Records contained in a dataset:
+-------+

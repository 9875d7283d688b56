//! The API servers that the node uses to:
//!
//! 1) Accept commands from the app (get balance, send payment etc)
//! 2) Accept housekeeping commands from Lexe (shutdown, health check, etc)
//!
//! Lexe cannot spend funds on behalf of the user; Lexe's endpoints are either
//! used purely for maintenance or only enabled in tests.

use std::sync::Arc;

use axum::{
    routing::{get, post, put},
    Router,
};
use common::{
    api::user::{Scid, UserPk},
    cli::LspInfo,
    enclave::Measurement,
    ln::network::LxNetwork,
    shutdown::ShutdownChannel,
    task::LxTask,
};
use lexe_ln::{
    alias::RouterType, channel::ChannelEventsBus, esplora::LexeEsplora,
    keys_manager::LexeKeysManager, test_event::TestEventReceiver,
    wallet::LexeWallet,
};
use tokio::sync::{mpsc, oneshot};
use tower::util::MapRequestLayer;
use tracing::debug;

use crate::{
    alias::{ChainMonitorType, PaymentsManagerType},
    channel_manager::NodeChannelManager,
    peer_manager::NodePeerManager,
    persister::NodePersister,
};

/// Handlers for commands that can only be initiated by the app.
mod app;
/// Handlers for commands that can only be initiated by the Lexe operators.
mod lexe;

pub(crate) struct AppRouterState {
    pub version: semver::Version,
    pub persister: Arc<NodePersister>,
    pub chain_monitor: Arc<ChainMonitorType>,
    pub wallet: LexeWallet,
    pub esplora: Arc<LexeEsplora>,
    pub router: Arc<RouterType>,
    pub channel_manager: NodeChannelManager,
    pub peer_manager: NodePeerManager,
    pub keys_manager: Arc<LexeKeysManager>,
    pub payments_manager: PaymentsManagerType,
    pub lsp_info: LspInfo,
    pub scid: Scid,
    pub network: LxNetwork,
    pub measurement: Measurement,
    pub activity_tx: mpsc::Sender<()>,
    pub channel_events_bus: ChannelEventsBus,
    pub tasks_tx: mpsc::Sender<LxTask<()>>,
}

/// Implements [`AppNodeRunApi`] - endpoints only callable by the app.
///
/// [`AppNodeRunApi`]: common::api::def::AppNodeRunApi
pub(crate) fn app_router(state: Arc<AppRouterState>) -> Router<()> {
    let activity_tx = state.activity_tx.clone();
    #[rustfmt::skip]
    let router = Router::new()
        .route("/app/node_info", get(app::node_info))
        .route("/app/list_channels", get(app::list_channels))
        .route("/app/open_channel", post(app::open_channel))
        .route("/app/preflight_open_channel", post(app::preflight_open_channel))
        .route("/app/close_channel", post(app::close_channel))
        .route("/app/preflight_close_channel", post(app::preflight_close_channel))
        .route("/app/create_invoice", post(app::create_invoice))
        .route("/app/pay_invoice", post(app::pay_invoice))
        .route("/app/preflight_pay_invoice", post(app::preflight_pay_invoice))
        .route("/app/pay_onchain", post(app::pay_onchain))
        .route("/app/preflight_pay_onchain", post(app::preflight_pay_onchain))
        .route("/app/get_address", post(app::get_address))
        .route("/app/payments/indexes", post(app::get_payments_by_indexes))
        .route("/app/payments/new", get(app::get_new_payments))
        .route("/app/payments/note", put(app::update_payment_note))
        .with_state(state)
        // Send an activity event anytime an /app endpoint is hit
        .layer(MapRequestLayer::new(move |request| {
            debug!("Sending activity event");
            let _ = activity_tx.try_send(());
            request
        }));
    router
}

pub(crate) struct LexeRouterState {
    pub user_pk: UserPk,
    pub bdk_resync_tx: mpsc::Sender<oneshot::Sender<()>>,
    pub ldk_resync_tx: mpsc::Sender<oneshot::Sender<()>>,
    pub test_event_rx: Arc<tokio::sync::Mutex<TestEventReceiver>>,
    pub shutdown: ShutdownChannel,
}

/// Implements [`LexeNodeRunApi`] - only callable by the Lexe operators.
///
/// [`LexeNodeRunApi`]: common::api::def::LexeNodeRunApi
pub(crate) fn lexe_router(state: Arc<LexeRouterState>) -> Router<()> {
    Router::new()
        .route("/lexe/status", get(lexe::status))
        .route("/lexe/resync", post(lexe::resync))
        .route("/lexe/test_event", post(lexe::test_event))
        .route("/lexe/shutdown", get(lexe::shutdown))
        .with_state(state)
}
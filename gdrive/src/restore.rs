//! Provides a `GDriveRestoreClient`. Used by the user's mobile client when
//! they need to restore their wallet from a prior Google Drive backup.

use anyhow::Context;
use bytes::Bytes;
use common::{
    env::DeployEnv, ln::network::LxNetwork, rng::Crng, root_seed::RootSeed,
};
use lexe_api_core::vfs::{
    PW_ENC_ROOT_SEED_FILENAME, SINGLETON_DIRECTORY, VfsFile, VfsFileId,
};
use tokio::sync::watch;
use tracing::{instrument, warn};

use crate::{
    GvfsRoot,
    api::GDriveClient,
    gvfs::GvfsRootName,
    gvfs_file_id::GvfsFileId,
    lexe_dir::find_lexe_dir,
    models::GFile,
    oauth2::{GDriveCredentials, ReqwestClient},
};

/// A candidate wallet to restore.
pub struct GDriveRestoreCandidate {
    pub gvfs_root: GvfsRoot,
    pub pw_enc_root_seed: VfsFile,
}

/// A small `GDriveClient` wrapper that we use on the mobile client when
/// restoring a wallet from their Google Drive backup.
pub struct GDriveRestoreClient {
    client: GDriveClient,
    _credentials_rx: watch::Receiver<GDriveCredentials>,
}

impl GDriveRestoreClient {
    pub fn new(client: ReqwestClient, credentials: GDriveCredentials) -> Self {
        let (client, credentials_rx) = GDriveClient::new(client, credentials);
        Self {
            client,
            _credentials_rx: credentials_rx,
        }
    }

    /// Look for all [`GDriveRestoreCandidate`]s in the user's gdrive.
    ///
    /// We support multiple wallets per user, which may be shared by the the
    /// same gdrive account, so this may return multiple "candidate" backups.
    /// In the app, we'll need to ask the user to choose which candidate to
    /// restore from.
    #[instrument(skip_all, name = "(restore-candidates)")]
    pub async fn find_restore_candidates(
        &self,
        deploy_env: DeployEnv,
        network: LxNetwork,
        use_sgx: bool,
    ) -> anyhow::Result<Vec<GDriveRestoreCandidate>> {
        let gvfs_roots = self
            .find_gvfs_root_candidates(deploy_env, network, use_sgx)
            .await?;

        let mut out = Vec::new();
        for gvfs_root in gvfs_roots {
            match self.get_pw_enc_root_seed(&gvfs_root).await {
                Ok(Some(pw_enc_root_seed)) =>
                    out.push(GDriveRestoreCandidate {
                        gvfs_root,
                        pw_enc_root_seed,
                    }),
                Ok(None) => warn!(
                    "GVFS root was missing a root seed backup: {}",
                    gvfs_root.name
                ),
                Err(err) => warn!("{err:#}: GVFS root: {}", gvfs_root.name),
            }
        }

        Ok(out)
    }

    /// Rotate the password used to encrypt the root seed backup in GDrive.
    ///
    /// Finds all restore candidates, filters by `user_pk`, then re-encrypts the
    /// existing root seed under `new_password` and updates the backup file.
    #[instrument(skip_all, name = "(rotate-backup-password)")]
    pub async fn rotate_backup_password(
        &self,
        rng: &mut impl Crng,
        deploy_env: DeployEnv,
        network: LxNetwork,
        use_sgx: bool,
        root_seed: &RootSeed,
        new_password: &str,
    ) -> anyhow::Result<()> {
        let candidates = self
            .find_restore_candidates(deploy_env, network, use_sgx)
            .await?;

        let user_pk = root_seed.derive_user_pk();
        let gvfs_root = candidates
            .into_iter()
            .find(|candidate| candidate.gvfs_root.name.user_pk == user_pk)
            .map(|candidate| candidate.gvfs_root)
            .context("No root seed backup found for user_pk")?;

        let encrypted_seed = root_seed
            .password_encrypt(rng, new_password)
            .context("Could not encrypt root seed under new password")?;

        let vfs_id =
            VfsFileId::new(SINGLETON_DIRECTORY, PW_ENC_ROOT_SEED_FILENAME);
        let gfile = self
            .find_pw_enc_root_seed_gfile(&vfs_id, &gvfs_root)
            .await?;
        match gfile {
            Some(gfile) => {
                self.client
                    .update_blob_file(gfile.id, Bytes::from(encrypted_seed))
                    .await
                    .context("Request for root seed backup update failed")?;
            }
            None => {
                let gvfs_id = GvfsFileId::try_from(&vfs_id)?;
                self.client
                    .create_blob_file(
                        gvfs_root.gid.clone(),
                        gvfs_id.into_inner(),
                        encrypted_seed,
                    )
                    .await
                    .context("Request for root seed backup create failed")?;
            }
        }

        Ok(())
    }

    /// Locate the LexeData dir and find all GVFS roots inside it that match the
    /// given env (deploy_env, network, sgx).
    async fn find_gvfs_root_candidates(
        &self,
        deploy_env: DeployEnv,
        network: LxNetwork,
        use_sgx: bool,
    ) -> anyhow::Result<Vec<GvfsRoot>> {
        // Look for LexeData root dir
        let maybe_lexe_dir = find_lexe_dir(&self.client)
            .await
            .context("LexeData lookup failed")?;
        let lexe_dir = match maybe_lexe_dir {
            Some(lexe_dir) => lexe_dir,
            None => return Ok(Vec::new()),
        };

        // Keep it simple. Just read all files/folders in LexeData.
        let candidate_gvfs_roots = self
            .client
            .list_direct_children(&lexe_dir.id)
            .await
            .context("Request for GVFS root directories failed")?;

        // Select only the potential GVFS roots for this env (deploy_env,
        // network, use_sgx).
        let candidate_gvfs_roots = candidate_gvfs_roots
            .into_iter()
            .filter_map(|gvfs_root| {
                GvfsRootName::parse(&gvfs_root.name).map(|name| GvfsRoot {
                    name,
                    gid: gvfs_root.id,
                })
            })
            .filter(|x| {
                x.name.deploy_env == deploy_env
                    && x.name.network == network
                    && x.name.use_sgx == use_sgx
            })
            .collect();

        Ok(candidate_gvfs_roots)
    }

    /// For a given GVFS, attempt to locate the password-encrypted root seed
    /// backup file and download it.
    async fn get_pw_enc_root_seed(
        &self,
        gvfs_root: &GvfsRoot,
    ) -> anyhow::Result<Option<VfsFile>> {
        let vfs_id =
            VfsFileId::new(SINGLETON_DIRECTORY, PW_ENC_ROOT_SEED_FILENAME);
        let gfile =
            self.find_pw_enc_root_seed_gfile(&vfs_id, gvfs_root).await?;

        let gfile = match gfile {
            Some(x) => x,
            None => return Ok(None),
        };

        let data = self
            .client
            .download_blob_file(&gfile.id)
            .await
            .context("Request for root seed backup data failed")?;

        Ok(Some(VfsFile { id: vfs_id, data }))
    }

    async fn find_pw_enc_root_seed_gfile(
        &self,
        vfs_id: &VfsFileId,
        gvfs_root: &GvfsRoot,
    ) -> anyhow::Result<Option<GFile>> {
        let gvfs_id = GvfsFileId::try_from(vfs_id)?;
        let gvfs_file_name = gvfs_id.into_inner();
        self.client
            .search_direct_children(&gvfs_root.gid, &gvfs_file_name)
            .await
            .context("Request for root seed backup file metadata failed")
    }
}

+-------+

Required work – For every line above that includes the string "AppNodeRunApi", copy the line.

Exercise response –
/// Implements [`AppNodeRunApi`] - endpoints only callable by the app.
/// [`AppNodeRunApi`]: common::api::def::AppNodeRunApi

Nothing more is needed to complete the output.